_WHAT IS BEING ASKED_
Retyping the records exactly is the whole task.

Dataset entries:
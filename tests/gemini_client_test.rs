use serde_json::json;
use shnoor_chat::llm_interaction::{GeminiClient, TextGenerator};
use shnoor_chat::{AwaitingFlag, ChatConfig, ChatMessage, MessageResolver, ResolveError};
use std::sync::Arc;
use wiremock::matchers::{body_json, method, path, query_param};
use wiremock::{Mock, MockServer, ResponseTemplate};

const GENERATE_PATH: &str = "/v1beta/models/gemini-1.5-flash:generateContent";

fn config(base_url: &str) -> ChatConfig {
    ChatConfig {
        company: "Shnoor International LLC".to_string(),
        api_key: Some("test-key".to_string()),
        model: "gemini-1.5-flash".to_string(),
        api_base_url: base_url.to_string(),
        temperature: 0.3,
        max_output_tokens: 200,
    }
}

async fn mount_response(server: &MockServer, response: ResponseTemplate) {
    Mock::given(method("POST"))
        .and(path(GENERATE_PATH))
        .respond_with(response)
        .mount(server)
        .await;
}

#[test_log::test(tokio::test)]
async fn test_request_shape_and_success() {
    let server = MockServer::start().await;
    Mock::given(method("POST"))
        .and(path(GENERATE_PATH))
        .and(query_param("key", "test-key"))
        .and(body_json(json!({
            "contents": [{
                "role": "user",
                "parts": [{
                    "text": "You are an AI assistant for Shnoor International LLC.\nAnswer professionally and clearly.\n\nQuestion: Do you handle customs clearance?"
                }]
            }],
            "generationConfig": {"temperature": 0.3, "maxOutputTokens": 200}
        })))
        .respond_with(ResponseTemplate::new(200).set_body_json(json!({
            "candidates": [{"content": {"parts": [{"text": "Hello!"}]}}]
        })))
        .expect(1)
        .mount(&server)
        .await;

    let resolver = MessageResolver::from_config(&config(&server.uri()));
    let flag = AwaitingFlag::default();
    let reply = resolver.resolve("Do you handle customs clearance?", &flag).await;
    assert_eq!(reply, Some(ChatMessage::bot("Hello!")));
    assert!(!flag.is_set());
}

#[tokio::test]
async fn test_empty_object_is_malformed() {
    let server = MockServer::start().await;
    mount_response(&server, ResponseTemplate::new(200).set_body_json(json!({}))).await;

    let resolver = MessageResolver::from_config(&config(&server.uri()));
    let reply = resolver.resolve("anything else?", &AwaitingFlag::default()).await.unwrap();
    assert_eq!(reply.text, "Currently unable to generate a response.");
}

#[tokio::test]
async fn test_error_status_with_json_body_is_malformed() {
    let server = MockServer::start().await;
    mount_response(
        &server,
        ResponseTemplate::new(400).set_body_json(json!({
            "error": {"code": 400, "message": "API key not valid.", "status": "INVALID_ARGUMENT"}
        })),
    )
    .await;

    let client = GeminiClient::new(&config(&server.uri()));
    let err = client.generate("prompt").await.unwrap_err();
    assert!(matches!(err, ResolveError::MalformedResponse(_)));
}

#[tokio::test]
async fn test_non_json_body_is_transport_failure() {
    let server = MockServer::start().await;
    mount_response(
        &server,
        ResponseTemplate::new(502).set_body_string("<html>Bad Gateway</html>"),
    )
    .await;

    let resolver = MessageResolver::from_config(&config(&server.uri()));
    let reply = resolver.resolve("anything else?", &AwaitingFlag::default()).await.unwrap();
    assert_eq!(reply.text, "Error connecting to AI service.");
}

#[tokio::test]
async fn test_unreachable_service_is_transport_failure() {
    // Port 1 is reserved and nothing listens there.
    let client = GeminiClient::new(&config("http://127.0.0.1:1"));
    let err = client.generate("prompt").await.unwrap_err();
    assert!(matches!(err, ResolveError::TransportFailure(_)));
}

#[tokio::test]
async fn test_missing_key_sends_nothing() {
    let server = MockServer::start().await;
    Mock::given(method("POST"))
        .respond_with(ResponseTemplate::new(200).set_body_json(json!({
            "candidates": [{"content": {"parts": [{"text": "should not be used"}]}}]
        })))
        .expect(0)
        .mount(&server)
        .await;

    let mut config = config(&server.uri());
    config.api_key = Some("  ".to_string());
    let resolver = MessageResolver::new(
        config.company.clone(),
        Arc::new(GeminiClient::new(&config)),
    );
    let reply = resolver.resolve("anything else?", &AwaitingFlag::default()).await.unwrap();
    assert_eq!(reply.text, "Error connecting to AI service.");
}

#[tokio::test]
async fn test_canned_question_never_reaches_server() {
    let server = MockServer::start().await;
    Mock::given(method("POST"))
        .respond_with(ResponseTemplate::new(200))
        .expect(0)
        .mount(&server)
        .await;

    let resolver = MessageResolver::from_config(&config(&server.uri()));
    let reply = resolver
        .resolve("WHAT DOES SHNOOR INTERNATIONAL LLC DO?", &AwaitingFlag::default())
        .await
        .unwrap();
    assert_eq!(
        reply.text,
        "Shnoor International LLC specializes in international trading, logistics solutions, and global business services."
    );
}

_RESULT FOR THIS TASK_
filename tests/gemini_client_test.rs
use serde_json::json;
use shnoor_chat::llm_interaction::{GeminiClient, TextGenerator};
use shnoor_chat::{AwaitingFlag, ChatConfig, ChatMessage, MessageResolver, ResolveError};
use std::sync::Arc;
use wiremock::matchers::{body_json, method, path, query_param};
use wiremock::{Mock, MockServer, ResponseTemplate};

const GENERATE_PATH: &str = "/v1beta/models/gemini-1.5-flash:generateContent";

fn config(base_url: &str) -> ChatConfig {
    ChatConfig {
        company: "Shnoor International LLC".to_string(),
        api_key: Some("test-key".to_string()),
        model: "gemini-1.5-flash".to_string(),
        api_base_url: base_url.to_string(),
        temperature: 0.3,
        max_output_tokens: 200,
    }
}

async fn mount_response(server: &MockServer, response: ResponseTemplate) {
    Mock::given(method("POST"))
        .and(path(GENERATE_PATH))
        .respond_with(response)
        .mount(server)
        .await;
}

#[test_log::test(tokio::test)]
async fn test_request_shape_and_success() {
    let server = MockServer::start().await;
    Mock::given(method("POST"))
        .and(path(GENERATE_PATH))
        .and(query_param("key", "test-key"))
        .and(body_json(json!({
            "contents": [{
                "role": "user",
                "parts": [{
                    "text": "You are an AI assistant for Shnoor International LLC.\nAnswer professionally and clearly.\n\nQuestion: Do you handle customs clearance?"
                }]
            }],
            "generationConfig": {"temperature": 0.3, "maxOutputTokens": 200}
        })))
        .respond_with(ResponseTemplate::new(200).set_body_json(json!({
            "candidates": [{"content": {"parts": [{"text": "Hello!"}]}}]
        })))
        .expect(1)
        .mount(&server)
        .await;

    let resolver = MessageResolver::from_config(&config(&server.uri()));
    let flag = AwaitingFlag::default();
    let reply = resolver.resolve("Do you handle customs clearance?", &flag).await;
    assert_eq!(reply, Some(ChatMessage::bot("Hello!")));
    assert!(!flag.is_set());
}

#[tokio::test]
async fn test_empty_object_is_malformed() {
    let server = MockServer::start().await;
    mount_response(&server, ResponseTemplate::new(200).set_body_json(json!({}))).await;

    let resolver = MessageResolver::from_config(&config(&server.uri()));
    let reply = resolver.resolve("anything else?", &AwaitingFlag::default()).await.unwrap();
    assert_eq!(reply.text, "Currently unable to generate a response.");
}

#[tokio::test]
async fn test_error_status_with_json_body_is_malformed() {
    let server = MockServer::start().await;
    mount_response(
        &server,
        ResponseTemplate::new(400).set_body_json(json!({
            "error": {"code": 400, "message": "API key not valid.", "status": "INVALID_ARGUMENT"}
        })),
    )
    .await;

    let client = GeminiClient::new(&config(&server.uri()));
    let err = client.generate("prompt").await.unwrap_err();
    assert!(matches!(err, ResolveError::MalformedResponse(_)));
}

#[tokio::test]
async fn test_non_json_body_is_transport_failure() {
    let server = MockServer::start().await;
    mount_response(
        &server,
        ResponseTemplate::new(502).set_body_string("<html>Bad Gateway</html>"),
    )
    .await;

    let resolver = MessageResolver::from_config(&config(&server.uri()));
    let reply = resolver.resolve("anything else?", &AwaitingFlag::default()).await.unwrap();
    assert_eq!(reply.text, "Error connecting to AI service.");
}

#[tokio::test]
async fn test_unreachable_service_is_transport_failure() {
    // Port 1 is reserved and nothing listens there.
    let client = GeminiClient::new(&config("http://127.0.0.1:1"));
    let err = client.generate("prompt").await.unwrap_err();
    assert!(matches!(err, ResolveError::TransportFailure(_)));
}

#[tokio::test]
async fn test_missing_key_sends_nothing() {
    let server = MockServer::start().await;
    Mock::given(method("POST"))
        .respond_with(ResponseTemplate::new(200).set_body_json(json!({
            "candidates": [{"content": {"parts": [{"text": "should not be used"}]}}]
        })))
        .expect(0)
        .mount(&server)
        .await;

    let mut config = config(&server.uri());
    config.api_key = Some("  ".to_string());
    let resolver = MessageResolver::new(
        config.company.clone(),
        Arc::new(GeminiClient::new(&config)),
    );
    let reply = resolver.resolve("anything else?", &AwaitingFlag::default()).await.unwrap();
    assert_eq!(reply.text, "Error connecting to AI service.");
}

#[tokio::test]
async fn test_canned_question_never_reaches_server() {
    let server = MockServer::start().await;
    Mock::given(method("POST"))
        .respond_with(ResponseTemplate::new(200))
        .expect(0)
        .mount(&server)
        .await;

    let resolver = MessageResolver::from_config(&config(&server.uri()));
    let reply = resolver
        .resolve("WHAT DOES SHNOOR INTERNATIONAL LLC DO?", &AwaitingFlag::default())
        .await
        .unwrap();
    assert_eq!(
        reply.text,
        "Shnoor International LLC specializes in international trading, logistics solutions, and global business services."
    );
}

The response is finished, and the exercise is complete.